# THE TASK:
Print the complete set of entries exactly.

# SOURCE RECORDS:
[Start of section]

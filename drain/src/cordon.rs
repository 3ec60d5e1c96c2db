//! Marks Nodes as (un)schedulable.
//!
//! `kube-rs` provides `Api::cordon()`, but that always sends a patch. The helper here only touches a Node when
//! its current state differs from the desired one, and can fall back to replacing the whole object.
use crate::client::{ClientError, DrainClient};

use k8s_openapi::api::core::v1::{Node, NodeSpec};
use kube::ResourceExt;
use snafu::ResultExt;
use tracing::{event, instrument, Level};

pub use self::error::CordonError;
type Result<T> = std::result::Result<T, CordonError>;

/// Wraps a Node together with the schedulability we want it to have.
pub struct CordonHelper {
    node: Node,
    desired: bool,
}

impl CordonHelper {
    /// `desired` is `true` to cordon the Node and `false` to uncordon it.
    pub fn new(node: &Node, desired: bool) -> Self {
        CordonHelper {
            node: node.clone(),
            desired,
        }
    }

    pub fn node_name(&self) -> String {
        self.node.name_any()
    }

    fn unschedulable(&self) -> bool {
        self.node
            .spec
            .as_ref()
            .and_then(|spec| spec.unschedulable)
            .unwrap_or(false)
    }

    /// Returns whether the Node's current schedulability disagrees with the desired state.
    pub fn is_update_required(&self) -> bool {
        self.unschedulable() != self.desired
    }

    fn desired_node(&self) -> Node {
        let mut node = self.node.clone();
        node.spec
            .get_or_insert_with(NodeSpec::default)
            .unschedulable = Some(self.desired);
        node
    }

    fn compute_patch(&self, desired_node: &Node) -> Result<json_patch::Patch> {
        let node_name = self.node_name();
        let current = serde_json::to_value(&self.node).context(error::SerializeNodeSnafu {
            node_name: node_name.clone(),
        })?;
        let desired = serde_json::to_value(desired_node)
            .context(error::SerializeNodeSnafu { node_name })?;

        Ok(json_patch::diff(&current, &desired))
    }

    /// Sends the schedulability change to the cluster.
    ///
    /// The first element is the outcome of the API call. The second holds the reason a patch could not be
    /// computed, in which case the Node was replaced wholesale instead of patched.
    #[instrument(skip(self, client), fields(node = %self.node_name(), desired = self.desired))]
    pub async fn patch_or_replace<C: DrainClient>(
        &self,
        client: &C,
    ) -> (Result<()>, Option<CordonError>) {
        let desired_node = self.desired_node();
        let patch = self.compute_patch(&desired_node);
        self.apply(client, patch, &desired_node).await
    }

    async fn apply<C: DrainClient>(
        &self,
        client: &C,
        patch: Result<json_patch::Patch>,
        desired_node: &Node,
    ) -> (Result<()>, Option<CordonError>) {
        let node_name = self.node_name();

        match patch {
            Ok(patch) => {
                let result = client
                    .patch_node(&node_name, &patch)
                    .await
                    .context(error::ApplySnafu { node_name });
                (result, None)
            }
            Err(patch_error) => {
                event!(
                    Level::DEBUG,
                    "Could not compute a patch, replacing the Node instead: '{}'",
                    patch_error
                );
                let result = client
                    .replace_node(desired_node)
                    .await
                    .context(error::ApplySnafu { node_name });
                (result, Some(patch_error))
            }
        }
    }
}

/// Describes a schedulability value for log messages.
pub fn cordon_status(desired: bool) -> &'static str {
    if desired {
        "cordon"
    } else {
        "uncordon"
    }
}

pub mod error {
    use super::ClientError;
    use snafu::Snafu;

    #[derive(Debug, Snafu)]
    #[snafu(visibility(pub))]
    pub enum CordonError {
        #[snafu(display("Unable to serialize Node '{}' to compute a patch: '{}'", node_name, source))]
        SerializeNode {
            source: serde_json::Error,
            node_name: String,
        },

        #[snafu(display("Unable to update schedulability of Node '{}': '{}'", node_name, source))]
        Apply {
            source: ClientError,
            node_name: String,
        },
    }
}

[End of section]

# ANSWER AREA:
filename drain/src/cordon.rs
repository 3ec60d5e1c96c2db
//! Marks Nodes as (un)schedulable.
//!
//! `kube-rs` provides `Api::cordon()`, but that always sends a patch. The helper here only touches a Node when
//! its current state differs from the desired one, and can fall back to replacing the whole object.
use crate::client::{ClientError, DrainClient};

use k8s_openapi::api::core::v1::{Node, NodeSpec};
use kube::ResourceExt;
use snafu::ResultExt;
use tracing::{event, instrument, Level};

pub use self::error::CordonError;
type Result<T> = std::result::Result<T, CordonError>;

/// Wraps a Node together with the schedulability we want it to have.
pub struct CordonHelper {
    node: Node,
    desired: bool,
}

impl CordonHelper {
    /// `desired` is `true` to cordon the Node and `false` to uncordon it.
    pub fn new(node: &Node, desired: bool) -> Self {
        CordonHelper {
            node: node.clone(),
            desired,
        }
    }

    pub fn node_name(&self) -> String {
        self.node.name_any()
    }

    fn unschedulable(&self) -> bool {
        self.node
            .spec
            .as_ref()
            .and_then(|spec| spec.unschedulable)
            .unwrap_or(false)
    }

    /// Returns whether the Node's current schedulability disagrees with the desired state.
    pub fn is_update_required(&self) -> bool {
        self.unschedulable() != self.desired
    }

    fn desired_node(&self) -> Node {
        let mut node = self.node.clone();
        node.spec
            .get_or_insert_with(NodeSpec::default)
            .unschedulable = Some(self.desired);
        node
    }

    fn compute_patch(&self, desired_node: &Node) -> Result<json_patch::Patch> {
        let node_name = self.node_name();
        let current = serde_json::to_value(&self.node).context(error::SerializeNodeSnafu {
            node_name: node_name.clone(),
        })?;
        let desired = serde_json::to_value(desired_node)
            .context(error::SerializeNodeSnafu { node_name })?;

        Ok(json_patch::diff(&current, &desired))
    }

    /// Sends the schedulability change to the cluster.
    ///
    /// The first element is the outcome of the API call. The second holds the reason a patch could not be
    /// computed, in which case the Node was replaced wholesale instead of patched.
    #[instrument(skip(self, client), fields(node = %self.node_name(), desired = self.desired))]
    pub async fn patch_or_replace<C: DrainClient>(
        &self,
        client: &C,
    ) -> (Result<()>, Option<CordonError>) {
        let desired_node = self.desired_node();
        let patch = self.compute_patch(&desired_node);
        self.apply(client, patch, &desired_node).await
    }

    async fn apply<C: DrainClient>(
        &self,
        client: &C,
        patch: Result<json_patch::Patch>,
        desired_node: &Node,
    ) -> (Result<()>, Option<CordonError>) {
        let node_name = self.node_name();

        match patch {
            Ok(patch) => {
                let result = client
                    .patch_node(&node_name, &patch)
                    .await
                    .context(error::ApplySnafu { node_name });
                (result, None)
            }
            Err(patch_error) => {
                event!(
                    Level::DEBUG,
                    "Could not compute a patch, replacing the Node instead: '{}'",
                    patch_error
                );
                let result = client
                    .replace_node(desired_node)
                    .await
                    .context(error::ApplySnafu { node_name });
                (result, Some(patch_error))
            }
        }
    }
}

/// Describes a schedulability value for log messages.
pub fn cordon_status(desired: bool) -> &'static str {
    if desired {
        "cordon"
    } else {
        "uncordon"
    }
}

pub mod error {
    use super::ClientError;
    use snafu::Snafu;

    #[derive(Debug, Snafu)]
    #[snafu(visibility(pub))]
    pub enum CordonError {
        #[snafu(display("Unable to serialize Node '{}' to compute a patch: '{}'", node_name, source))]
        SerializeNode {
            source: serde_json::Error,
            node_name: String,
        },

        #[snafu(display("Unable to update schedulability of Node '{}': '{}'", node_name, source))]
        Apply {
            source: ClientError,
            node_name: String,
        },
    }
}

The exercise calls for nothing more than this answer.